В комнату, куда его внесли, стал набиваться народ — соседи, родные, любопытные. Сплюснув на стекле губы и носы, прилипли к окнам собравшиеся отовсюду ребятишки. Пришел поп, маленький, седенький старичок с потухшими волчьими глазами, в потертой рясе. Зажгли восковую свечку. Поп надел епитрахиль, выпростал седые волосы, достал крест. Иван лежал, глядя в потолок, не произнося ни слова. Поп велел выйти всем и подошел к нему. Он стал один за другим, не останавливаясь, говорить обычные вопросы, а Иван, с смягчившимся лицом, с проступившими на глазах слезами умиления и покаяния, шептал иссохшими губами, приподнимая каждый раз брови:
— Грешен... грешен... грешен...
— Ближнего своего осуждал? К жене, к детям был несправедлив? Заповедей божьих не исполнял? Опивался, объедался? Родителей не почитал? Посты, святой церковью установленные, не блюл? Праздники господни нарушал?

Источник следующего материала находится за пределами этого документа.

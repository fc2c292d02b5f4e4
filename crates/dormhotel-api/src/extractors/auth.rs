//! `Authenticated` extractor: reads the session token from the cookie or the
//! `Authorization` header and resolves it to a user with an allowed role.

use std::marker::PhantomData;

use axum::extract::FromRequestParts;
use axum::http::header::AUTHORIZATION;
use axum::http::request::Parts;
use axum_extra::extract::CookieJar;

use dormhotel_auth::guard::extract_token;
use dormhotel_entity::user::{User, UserRole};

use crate::error::ApiError;
use crate::state::AppState;

/// Type-level set of roles a route accepts. An empty set accepts any role.
pub trait RoleRequirement: Send + Sync + 'static {
    /// Accepted roles.
    const ROLES: &'static [UserRole];
}

/// Any authenticated user.
#[derive(Debug)]
pub struct AnyRole;

impl RoleRequirement for AnyRole {
    const ROLES: &'static [UserRole] = &[];
}

/// Regular guests only.
#[derive(Debug)]
pub struct UserOnly;

impl RoleRequirement for UserOnly {
    const ROLES: &'static [UserRole] = &[UserRole::User];
}

/// Administrators only.
#[derive(Debug)]
pub struct AdminOnly;

impl RoleRequirement for AdminOnly {
    const ROLES: &'static [UserRole] = &[UserRole::Admin];
}

/// The user behind the request, loaded fresh from the store.
#[derive(Debug)]
pub struct Authenticated<R: RoleRequirement = AnyRole> {
    /// The authenticated user.
    pub user: User,
    _requirement: PhantomData<R>,
}

impl<R: RoleRequirement> std::ops::Deref for Authenticated<R> {
    type Target = User;
    fn deref(&self) -> &Self::Target {
        &self.user
    }
}

impl<R: RoleRequirement> FromRequestParts<AppState> for Authenticated<R> {
    type Rejection = ApiError;

    async fn from_request_parts(
        parts: &mut Parts,
        state: &AppState,
    ) -> Result<Self, Self::Rejection> {
        let jar = CookieJar::from_headers(&parts.headers);
        let cookie = jar
            .get(&state.config.auth.cookie_name)
            .map(|c| c.value().to_string());
        let authorization = parts
            .headers
            .get(AUTHORIZATION)
            .and_then(|v| v.to_str().ok());

        let token = extract_token(cookie.as_deref(), authorization);
        let user = state.guard.authorize(token, R::ROLES).await?;

        Ok(Self {
            user,
            _requirement: PhantomData,
        })
    }
}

— Грешен... грешен... грешен...
— Начальство установленное ослушался и руку поднял, — грех смертный, караемый и в сей и в будущей жизни...
Не успел поп договорить, как раненый рванулся, отчаянным усилием приподнялся, захрипел, запрокинулся; кровь обильно побежала из-под перевязки; на губах проступила кровавая пена; остеклевшие глаза неподвижно остановились. Поп приложил крест к холодеющим устам. В комнату с безумными причитаниями вбежала жена Ивана. Все крестились.
— Помер. Царство небесное.
ПРОГУЛКА
Я утомился от усиленной работы, мозг отказывается служить, письменный стол опротивел. Напрасно сидишь, согнувшись, с пером, напрягаясь, — в голове каша — и ни одной мысли. Я вскакиваю и начинаю бегать из угла в угол; голова кружится; берешь журнал и через минуту бросаешь. Отвращение к умственному труду и в то же время необходимость работать — едва ли есть более мерзкое состояние. Пойти бы куда-нибудь отдохнуть, побеседовать, но при одной мысли об этом подымается желчь: такое состояние, что видеть никого не хочется. Экое отвратительное нервное мочало!